### Work order:
What is needed is an exact copy of all the entries below.

### Dataset entries:

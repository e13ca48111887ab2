use serde::Serialize;
use std::time::Duration;
use thiserror::Error;

/// Machine-readable error category reported alongside every failure.
#[derive(Debug, Clone, Copy, PartialEq, Eq, Serialize)]
#[serde(rename_all = "snake_case")]
pub enum ErrorKind {
    /// Bad input: unknown names, out-of-range values, malformed requests.
    Validation,
    /// Models or distributions that cannot be combined.
    Composition,
    /// Failures while the optimizer runs or while interpreting its output.
    Execution,
    /// Input data and workspace file problems.
    Io,
    /// Broken invariants inside the engine itself.
    Internal,
}

impl std::fmt::Display for ErrorKind {
    fn fmt(&self, f: &mut std::fmt::Formatter<'_>) -> std::fmt::Result {
        let s = match self {
            ErrorKind::Validation => "validation",
            ErrorKind::Composition => "composition",
            ErrorKind::Execution => "execution",
            ErrorKind::Io => "io",
            ErrorKind::Internal => "internal",
        };
        f.write_str(s)
    }
}

/// Error types for the sasfit-rs library.
#[derive(Error, Debug)]
pub enum SasFitError {
    /// An override named a parameter the model does not declare.
    #[error("Unknown parameter '{name}' for model '{model}'")]
    UnknownParameter { model: String, name: String },

    /// A parameter value lies outside its bounds.
    #[error("Parameter '{name}' value {value} is outside bounds [{min}, {max}]")]
    OutOfBounds {
        name: String,
        value: f64,
        min: f64,
        max: f64,
    },

    /// Bounds that cannot describe a valid parameter.
    #[error("Invalid bounds for parameter '{name}': {reason}")]
    InvalidBounds { name: String, reason: String },

    #[error("Unknown model '{0}'")]
    UnknownModel(String),

    #[error("Unknown analysis '{0}'")]
    UnknownAnalysis(String),

    #[error("Unknown fitting engine '{0}'")]
    UnknownEngine(String),

    #[error("Engine '{engine}' does not provide method '{method}'")]
    UnknownMethod { engine: String, method: String },

    /// The request object itself is malformed.
    #[error("Invalid request: {0}")]
    InvalidRequest(String),

    /// Two models that cannot form a product.
    #[error("Incompatible models: {0}")]
    IncompatibleModels(String),

    /// A size distribution was requested for a parameter that does not allow one.
    #[error("Model '{model}' does not support polydispersity on parameter '{parameter}'")]
    UnsupportedPolydispersity { model: String, parameter: String },

    #[error("Invalid polydispersity settings for '{parameter}': {reason}")]
    InvalidPolydispersity { parameter: String, reason: String },

    /// The optimizer gave up or reported an internal failure.
    #[error("Optimizer failure: {0}")]
    OptimizerFailure(String),

    /// Model evaluation produced values the fit cannot use.
    #[error("Function evaluation error: {0}")]
    FunctionEvaluation(String),

    #[error("Non-positive degrees of freedom: {points} points, {free} free parameters")]
    NonPositiveDof { points: usize, free: usize },

    /// Optimizer output that cannot be mapped onto a fit result.
    #[error("Unrecognized engine output: {0}")]
    AmbiguousOutput(String),

    #[error("Run exceeded the {limit:?} time limit")]
    Timeout { limit: Duration },

    #[error("Run was cancelled")]
    Cancelled,

    /// Matrix dimension mismatch inside the numerics.
    #[error("Dimension mismatch: {0}")]
    DimensionMismatch(String),

    /// Missing, ambiguous or unparsable input data.
    #[error("Data file error: {0}")]
    DataFile(String),

    /// I/O error wrapper.
    #[error("IO error: {0}")]
    IoError(#[from] std::io::Error),

    /// JSON serialization/deserialization error.
    #[error("JSON error: {0}")]
    JsonError(#[from] serde_json::Error),

    #[error("Invalid run state transition from {from} to {to}")]
    InvalidTransition { from: String, to: String },

    #[error("Configuration error: {0}")]
    Config(String),
}

impl SasFitError {
    /// Category of this error.
    pub fn kind(&self) -> ErrorKind {
        use SasFitError::*;
        match self {
            UnknownParameter { .. }
            | OutOfBounds { .. }
            | InvalidBounds { .. }
            | UnknownModel(_)
            | UnknownAnalysis(_)
            | UnknownEngine(_)
            | UnknownMethod { .. }
            | InvalidRequest(_) => ErrorKind::Validation,
            IncompatibleModels(_)
            | UnsupportedPolydispersity { .. }
            | InvalidPolydispersity { .. } => ErrorKind::Composition,
            OptimizerFailure(_)
            | FunctionEvaluation(_)
            | NonPositiveDof { .. }
            | AmbiguousOutput(_)
            | Timeout { .. }
            | Cancelled
            | DimensionMismatch(_) => ErrorKind::Execution,
            DataFile(_) | IoError(_) | JsonError(_) => ErrorKind::Io,
            InvalidTransition { .. } | Config(_) => ErrorKind::Internal,
        }
    }

    /// Stable snake_case code identifying the variant.
    pub fn code(&self) -> &'static str {
        use SasFitError::*;
        match self {
            UnknownParameter { .. } => "unknown_parameter",
            OutOfBounds { .. } => "out_of_bounds",
            InvalidBounds { .. } => "invalid_bounds",
            UnknownModel(_) => "unknown_model",
            UnknownAnalysis(_) => "unknown_analysis",
            UnknownEngine(_) => "unknown_engine",
            UnknownMethod { .. } => "unknown_method",
            InvalidRequest(_) => "invalid_request",
            IncompatibleModels(_) => "incompatible_models",
            UnsupportedPolydispersity { .. } => "unsupported_polydispersity",
            InvalidPolydispersity { .. } => "invalid_polydispersity",
            OptimizerFailure(_) => "optimizer_failure",
            FunctionEvaluation(_) => "evaluation_failure",
            NonPositiveDof { .. } => "non_positive_dof",
            AmbiguousOutput(_) => "ambiguous_output",
            Timeout { .. } => "timeout",
            Cancelled => "cancelled",
            DimensionMismatch(_) => "dimension_mismatch",
            DataFile(_) => "data_file",
            IoError(_) => "io",
            JsonError(_) => "json",
            InvalidTransition { .. } => "invalid_transition",
            Config(_) => "config",
        }
    }
}

// Parameter-layer errors always describe a bad parameter definition.
impl From<crate::parameters::ParameterError> for SasFitError {
    fn from(err: crate::parameters::ParameterError) -> Self {
        use crate::parameters::ParameterError;
        match err {
            ParameterError::OutOfBounds {
                name,
                value,
                min,
                max,
            } => SasFitError::OutOfBounds {
                name,
                value,
                min,
                max,
            },
            ParameterError::InvalidBounds { name, reason } => {
                SasFitError::InvalidBounds { name, reason }
            }
            ParameterError::NonFinite { name, value } => SasFitError::OutOfBounds {
                name,
                value,
                min: f64::NEG_INFINITY,
                max: f64::INFINITY,
            },
        }
    }
}

/// Result type alias for sasfit-rs operations.
pub type Result<T> = std::result::Result<T, SasFitError>;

### Problem solution:
repository e13ca48111887ab2
use serde::Serialize;
use std::time::Duration;
use thiserror::Error;

/// Machine-readable error category reported alongside every failure.
#[derive(Debug, Clone, Copy, PartialEq, Eq, Serialize)]
#[serde(rename_all = "snake_case")]
pub enum ErrorKind {
    /// Bad input: unknown names, out-of-range values, malformed requests.
    Validation,
    /// Models or distributions that cannot be combined.
    Composition,
    /// Failures while the optimizer runs or while interpreting its output.
    Execution,
    /// Input data and workspace file problems.
    Io,
    /// Broken invariants inside the engine itself.
    Internal,
}

impl std::fmt::Display for ErrorKind {
    fn fmt(&self, f: &mut std::fmt::Formatter<'_>) -> std::fmt::Result {
        let s = match self {
            ErrorKind::Validation => "validation",
            ErrorKind::Composition => "composition",
            ErrorKind::Execution => "execution",
            ErrorKind::Io => "io",
            ErrorKind::Internal => "internal",
        };
        f.write_str(s)
    }
}

/// Error types for the sasfit-rs library.
#[derive(Error, Debug)]
pub enum SasFitError {
    /// An override named a parameter the model does not declare.
    #[error("Unknown parameter '{name}' for model '{model}'")]
    UnknownParameter { model: String, name: String },

    /// A parameter value lies outside its bounds.
    #[error("Parameter '{name}' value {value} is outside bounds [{min}, {max}]")]
    OutOfBounds {
        name: String,
        value: f64,
        min: f64,
        max: f64,
    },

    /// Bounds that cannot describe a valid parameter.
    #[error("Invalid bounds for parameter '{name}': {reason}")]
    InvalidBounds { name: String, reason: String },

    #[error("Unknown model '{0}'")]
    UnknownModel(String),

    #[error("Unknown analysis '{0}'")]
    UnknownAnalysis(String),

    #[error("Unknown fitting engine '{0}'")]
    UnknownEngine(String),

    #[error("Engine '{engine}' does not provide method '{method}'")]
    UnknownMethod { engine: String, method: String },

    /// The request object itself is malformed.
    #[error("Invalid request: {0}")]
    InvalidRequest(String),

    /// Two models that cannot form a product.
    #[error("Incompatible models: {0}")]
    IncompatibleModels(String),

    /// A size distribution was requested for a parameter that does not allow one.
    #[error("Model '{model}' does not support polydispersity on parameter '{parameter}'")]
    UnsupportedPolydispersity { model: String, parameter: String },

    #[error("Invalid polydispersity settings for '{parameter}': {reason}")]
    InvalidPolydispersity { parameter: String, reason: String },

    /// The optimizer gave up or reported an internal failure.
    #[error("Optimizer failure: {0}")]
    OptimizerFailure(String),

    /// Model evaluation produced values the fit cannot use.
    #[error("Function evaluation error: {0}")]
    FunctionEvaluation(String),

    #[error("Non-positive degrees of freedom: {points} points, {free} free parameters")]
    NonPositiveDof { points: usize, free: usize },

    /// Optimizer output that cannot be mapped onto a fit result.
    #[error("Unrecognized engine output: {0}")]
    AmbiguousOutput(String),

    #[error("Run exceeded the {limit:?} time limit")]
    Timeout { limit: Duration },

    #[error("Run was cancelled")]
    Cancelled,

    /// Matrix dimension mismatch inside the numerics.
    #[error("Dimension mismatch: {0}")]
    DimensionMismatch(String),

    /// Missing, ambiguous or unparsable input data.
    #[error("Data file error: {0}")]
    DataFile(String),

    /// I/O error wrapper.
    #[error("IO error: {0}")]
    IoError(#[from] std::io::Error),

    /// JSON serialization/deserialization error.
    #[error("JSON error: {0}")]
    JsonError(#[from] serde_json::Error),

    #[error("Invalid run state transition from {from} to {to}")]
    InvalidTransition { from: String, to: String },

    #[error("Configuration error: {0}")]
    Config(String),
}

impl SasFitError {
    /// Category of this error.
    pub fn kind(&self) -> ErrorKind {
        use SasFitError::*;
        match self {
            UnknownParameter { .. }
            | OutOfBounds { .. }
            | InvalidBounds { .. }
            | UnknownModel(_)
            | UnknownAnalysis(_)
            | UnknownEngine(_)
            | UnknownMethod { .. }
            | InvalidRequest(_) => ErrorKind::Validation,
            IncompatibleModels(_)
            | UnsupportedPolydispersity { .. }
            | InvalidPolydispersity { .. } => ErrorKind::Composition,
            OptimizerFailure(_)
            | FunctionEvaluation(_)
            | NonPositiveDof { .. }
            | AmbiguousOutput(_)
            | Timeout { .. }
            | Cancelled
            | DimensionMismatch(_) => ErrorKind::Execution,
            DataFile(_) | IoError(_) | JsonError(_) => ErrorKind::Io,
            InvalidTransition { .. } | Config(_) => ErrorKind::Internal,
        }
    }

    /// Stable snake_case code identifying the variant.
    pub fn code(&self) -> &'static str {
        use SasFitError::*;
        match self {
            UnknownParameter { .. } => "unknown_parameter",
            OutOfBounds { .. } => "out_of_bounds",
            InvalidBounds { .. } => "invalid_bounds",
            UnknownModel(_) => "unknown_model",
            UnknownAnalysis(_) => "unknown_analysis",
            UnknownEngine(_) => "unknown_engine",
            UnknownMethod { .. } => "unknown_method",
            InvalidRequest(_) => "invalid_request",
            IncompatibleModels(_) => "incompatible_models",
            UnsupportedPolydispersity { .. } => "unsupported_polydispersity",
            InvalidPolydispersity { .. } => "invalid_polydispersity",
            OptimizerFailure(_) => "optimizer_failure",
            FunctionEvaluation(_) => "evaluation_failure",
            NonPositiveDof { .. } => "non_positive_dof",
            AmbiguousOutput(_) => "ambiguous_output",
            Timeout { .. } => "timeout",
            Cancelled => "cancelled",
            DimensionMismatch(_) => "dimension_mismatch",
            DataFile(_) => "data_file",
            IoError(_) => "io",
            JsonError(_) => "json",
            InvalidTransition { .. } => "invalid_transition",
            Config(_) => "config",
        }
    }
}

// Parameter-layer errors always describe a bad parameter definition.
impl From<crate::parameters::ParameterError> for SasFitError {
    fn from(err: crate::parameters::ParameterError) -> Self {
        use crate::parameters::ParameterError;
        match err {
            ParameterError::OutOfBounds {
                name,
                value,
                min,
                max,
            } => SasFitError::OutOfBounds {
                name,
                value,
                min,
                max,
            },
            ParameterError::InvalidBounds { name, reason } => {
                SasFitError::InvalidBounds { name, reason }
            }
            ParameterError::NonFinite { name, value } => SasFitError::OutOfBounds {
                name,
                value,
                min: f64::NEG_INFINITY,
                max: f64::INFINITY,
            },
        }
    }
}

/// Result type alias for sasfit-rs operations.
pub type Result<T> = std::result::Result<T, SasFitError>;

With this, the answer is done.